» Task objective:
Using the records below, output the stretch that opens with the line containing "headers, body: Bytes::from(self.body)" and closes with the line containing "ON CONFLICT(partition, key)", exactly and including both lines, with nothing more.

Segment Start: Working data

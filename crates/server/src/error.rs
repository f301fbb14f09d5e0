//! Errors raised by the tool layer itself.
//!
//! Engine and storage failures arrive as `tilecache_core::Error` and convert
//! on their own; these cover what happens around them.

use rmcp::model::{ErrorCode, ErrorData as McpError};

#[derive(Debug, thiserror::Error)]
pub enum ToolError {
    /// Invalid input parameters (e.g., empty URL list).
    #[error("INVALID_INPUT: {0}")]
    InvalidInput(String),

    /// Tool output could not be serialised.
    #[error("ENCODE_FAILED: {0}")]
    EncodeFailed(String),

    /// A spawned prefetch task panicked or was cancelled.
    #[error("TASK_FAILED: {0}")]
    TaskFailed(String),
}

impl From<ToolError> for McpError {
    fn from(err: ToolError) -> Self {
        let (code, message) = match &err {
            ToolError::InvalidInput(msg) => (-32602, msg.clone()),
            ToolError::EncodeFailed(msg) => (-32000, msg.clone()),
            ToolError::TaskFailed(msg) => (-32603, msg.clone()),
        };

        McpError { code: ErrorCode(code), message: message.into(), data: None }
    }
}
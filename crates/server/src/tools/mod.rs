//! MCP tool implementations.
//!
//! This module contains all tools exposed by the tilecache server.

pub mod cache;
pub mod fetch;
pub mod prefetch;

use rmcp::{
    ErrorData as McpError,
    model::{CallToolResult, Content},
};
use serde::Serialize;

use crate::error::ToolError;

/// Render a tool output as pretty JSON text content.
pub(crate) fn json_result<T: Serialize>(output: &T) -> Result<CallToolResult, McpError> {
    let json = serde_json::to_string_pretty(output).map_err(|e| ToolError::EncodeFailed(e.to_string()))?;
    Ok(CallToolResult::success(vec![Content::text(json)]))
}
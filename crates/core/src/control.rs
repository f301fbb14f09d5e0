//! Control channel messages.
//!
//! The foreground posts `{"action": "deleteCache"}`; the background answers
//! the sender with `{"status": "cacheDeleted"}` or
//! `{"status": "cacheDeleteFailed", "error": "..."}`. Anything else is left
//! unanswered so newer foregrounds can talk to older engines.

use serde::{Deserialize, Serialize};
use serde_json::Value;

/// Commands understood by the background engine.
#[derive(Debug, Clone, PartialEq, Eq, Serialize, Deserialize)]
#[serde(tag = "action", rename_all = "camelCase")]
pub enum ControlMessage {
    /// Delete the live tile imagery partition.
    DeleteCache,
}

impl ControlMessage {
    /// Interpret a raw posted message.
    ///
    /// Returns `None` for anything unrecognised.
    pub fn from_value(value: &Value) -> Option<Self> {
        serde_json::from_value(value.clone()).ok()
    }
}

/// Acknowledgements sent back to the originating sender.
#[derive(Debug, Clone, PartialEq, Eq, Serialize, Deserialize, schemars::JsonSchema)]
#[serde(tag = "status", rename_all = "camelCase")]
pub enum ControlReply {
    CacheDeleted,
    CacheDeleteFailed { error: String },
}
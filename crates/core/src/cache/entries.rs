//! Entry reads and writes within a partition.
//!
//! An entry maps a request identity to an immutable response snapshot. Writes
//! are upserts: two concurrent misses for the same request both write, and
//! the last one wins.

use super::connection::CacheDb;
use crate::Error;
use crate::request::{Request, RequestIdentity};
use crate::response::{Response, ResponseType};
use bytes::Bytes;
use serde::{Deserialize, Serialize};
use tokio_rusqlite::params;
use tokio_rusqlite::rusqlite;
use url::Url;

/// A response snapshot as stored in a partition.
#[derive(Debug, Clone, Serialize, Deserialize)]
pub struct StoredEntry {
    pub partition: String,
    pub key: String,
    /// Request URL the entry is keyed by.
    pub url: String,
    /// Final URL of the stored response; differs from `url` after a redirect.
    pub response_url: Option<String>,
    pub method: String,
    pub status: u16,
    pub response_type: String,
    pub headers_json: String,
    pub body: Vec<u8>,
    pub stored_at: String,
}

impl StoredEntry {
    fn capture(partition: &str, request: &Request, response: &Response) -> Result<Self, Error> {
        let headers_json = serde_json::to_string(&response.headers)
            .map_err(|e| Error::CorruptEntry(format!("failed to encode headers: {e}")))?;

        Ok(Self {
            partition: partition.to_string(),
            key: request.identity().as_str().to_string(),
            url: request.url.to_string(),
            response_url: Some(response.url.to_string()),
            method: request.method.clone(),
            status: response.status,
            response_type: response.response_type.as_str().to_string(),
            headers_json,
            body: response.body.to_vec(),
            stored_at: chrono::Utc::now().to_rfc3339(),
        })
    }

    /// Rebuild the response this entry was captured from.
    pub fn into_response(self) -> Result<Response, Error> {
        let href = self.response_url.as_deref().unwrap_or(&self.url);
        let url = Url::parse(href).map_err(|e| Error::CorruptEntry(format!("{href}: {e}")))?;
        let headers: Vec<(String, String)> = serde_json::from_str(&self.headers_json)
            .map_err(|e| Error::CorruptEntry(format!("failed to decode headers: {e}")))?;
        let response_type: ResponseType = self.response_type.parse()?;

        Ok(Response { url, status: self.status, response_type, headers, body: Bytes::from(self.body) })
    }
}

impl CacheDb {
    /// Store a response snapshot for a request.
    ///
    /// The partition must already exist.
    pub async fn put_entry(&self, partition: &str, request: &Request, response: &Response) -> Result<(), Error> {
        let entry = StoredEntry::capture(partition, request, response)?;
        self.conn
            .call(move |conn| -> Result<(), Error> {
                conn.execute(
                    "INSERT INTO entries (
                    partition, key, url, response_url, method, status, response_type, headers_json, body, stored_at
                ) VALUES (?1, ?2, ?3, ?4, ?5, ?6, ?7, ?8, ?9, ?10)
                ON CONFLICT(partition, key) DO UPDATE SET
                    url = excluded.url,
                    response_url = excluded.response_url,
                    method = excluded.method,
                    status = excluded.status,
                    response_type = excluded.response_type,
                    headers_json = excluded.headers_json,
                    body = excluded.body,
                    stored_at = excluded.stored_at",
                    params![
                        &entry.partition,
                        &entry.key,
                        &entry.url,
                        &entry.response_url,
                        &entry.method,
                        entry.status,
                        &entry.response_type,
                        &entry.headers_json,
                        &entry.body,
                        &entry.stored_at,
                    ],
                )?;
                Ok(())
            })
            .await
            .map_err(Error::from)
    }

    /// Get the stored entry for a request identity.
    ///
    /// Returns None if the partition or the entry doesn't exist.
    pub async fn get_entry(&self, partition: &str, identity: &RequestIdentity) -> Result<Option<StoredEntry>, Error> {
        let partition = partition.to_string();
        let key = identity.as_str().to_string();
        self.conn
            .call(move |conn| -> Result<Option<StoredEntry>, Error> {
                let mut stmt = conn.prepare(
                    "SELECT partition, key, url, response_url, method, status, response_type, headers_json, body,
                            stored_at
                     FROM entries WHERE partition = ?1 AND key = ?2",
                )?;

                let result = stmt.query_row(params![partition, key], |row| {
                    Ok(StoredEntry {
                        partition: row.get(0)?,
                        key: row.get(1)?,
                        url: row.get(2)?,
                        response_url: row.get(3)?,
                        method: row.get(4)?,
                        status: row.get(5)?,
                        response_type: row.get(6)?,
                        headers_json: row.get(7)?,
                        body: row.get(8)?,
                        stored_at: row.get(9)?,
                    })
                });

                match result {
                    Ok(entry) => Ok(Some(entry)),
                    Err(rusqlite::Error::QueryReturnedNoRows) => Ok(None),
                    Err(e) => Err(e.into()),
                }
            })
            .await
            .map_err(Error::from)
    }

    /// Look up the stored response for a request.
    pub async fn match_entry(&self, partition: &str, request: &Request) -> Result<Option<Response>, Error> {
        match self.get_entry(partition, &request.identity()).await? {
            Some(entry) => entry.into_response().map(Some),
            None => Ok(None),
        }
    }

    /// URLs stored in a partition, in insertion order.
    pub async fn entry_urls(&self, partition: &str) -> Result<Vec<String>, Error> {
        let partition = partition.to_string();
        self.conn
            .call(move |conn| -> Result<Vec<String>, Error> {
                let mut stmt = conn.prepare("SELECT url FROM entries WHERE partition = ?1 ORDER BY rowid ASC")?;
                let urls = stmt
                    .query_map(params![partition], |row| row.get(0))?
                    .collect::<Result<Vec<String>, _>>()?;
                Ok(urls)
            })
            .await
            .map_err(Error::from)
    }

    /// Number of entries in a partition.
    pub async fn entry_count(&self, partition: &str) -> Result<u64, Error> {
        let partition = partition.to_string();
        self.conn
            .call(move |conn| -> Result<u64, Error> {
                let count: i64 =
                    conn.query_row("SELECT COUNT(*) FROM entries WHERE partition = ?1", params![partition], |row| {
                        row.get(0)
                    })?;
                Ok(count as u64)
            })
            .await
            .map_err(Error::from)
    }
}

Segment End: Working data

» Problem solution:
        Ok(Response { url, status: self.status, response_type, headers, body: Bytes::from(self.body) })
    }
}

impl CacheDb {
    /// Store a response snapshot for a request.
    ///
    /// The partition must already exist.
    pub async fn put_entry(&self, partition: &str, request: &Request, response: &Response) -> Result<(), Error> {
        let entry = StoredEntry::capture(partition, request, response)?;
        self.conn
            .call(move |conn| -> Result<(), Error> {
                conn.execute(
                    "INSERT INTO entries (
                    partition, key, url, response_url, method, status, response_type, headers_json, body, stored_at
                ) VALUES (?1, ?2, ?3, ?4, ?5, ?6, ?7, ?8, ?9, ?10)
                ON CONFLICT(partition, key) DO UPDATE SET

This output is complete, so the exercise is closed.